Can we create changes in the nervous system through light touch on parts of the body, specifically the spine and skull? I do believe we can and I have clinical observations and client feedback that support this belief. The results I have seen have been effective and positive. Children with hyperactivity have been able to transition to a state of calm. Children and adults with anxiety have been able to manage everyday stressors with better success. Children with decreased coordination have demonstrated improved motor skills. Babies with poor latches, colic, and physical restrictions are able to eat, interact, play, and sleep with greater ease. In one instance, a child with a seizure disorder had cessation of seizures according to pre and post testing by the neurologist and with no other new treatments occurring at that time.

 

As humans we innately want to connect and to interact with others and the things around us. When an infant, child, or adult presents with a dysfunction within the nervous system, it influences their choice of interaction and their experiences. The dysfunction can lead to a whole host of issues impacting quality of life or perception of life. Cranial sacral therapy is just an example of how we can help nurture a person’s nervous system as a means of improving quality of life and understanding one’s self. Some individuals may find these types of therapies abstract as they are not commonly heard of in the general population.
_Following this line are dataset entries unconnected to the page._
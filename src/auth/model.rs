use serde::{Deserialize, Serialize};

/// Signed-in account as the auth backend reports it.
#[derive(Debug, Serialize, Deserialize, Clone, PartialEq, Eq)]
pub struct User {
    pub id: String,
    pub email: String,
}

/// Public display profile, keyed by the user id.
#[derive(Debug, Serialize, Deserialize, Clone, PartialEq, Eq)]
pub struct Profile {
    pub id: String,
    pub username: String,
}

#[derive(Debug, Deserialize, Clone)]
pub struct SignUpRequest {
    pub email: String,
    pub password: String,
    pub username: String,
}

#[derive(Debug, Deserialize, Clone)]
pub struct SignInRequest {
    pub email: String,
    pub password: String,
}
pub mod list_controller;
pub mod memory_gateway;
pub mod post_controller;
pub mod post_gateway;
pub mod post_model;
pub mod post_service;
pub mod rest_gateway;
However, when we can connect these abstract concepts to common experiences such as electric shocks from touching something after rubbing your feet on a carpet or avoiding water when lighting storms are approaching, we can allow ourselves to open up to the possibility that a therapeutic, hands-on technique could create positive influences within our bodies.

 

As Albert Einstein said, “ Everything is energy and that’s all there is to it.  Match the frequency of the reality you want and you cannot help but get that reality.  It cannot be any other way. This is not philosophy. This is physics.”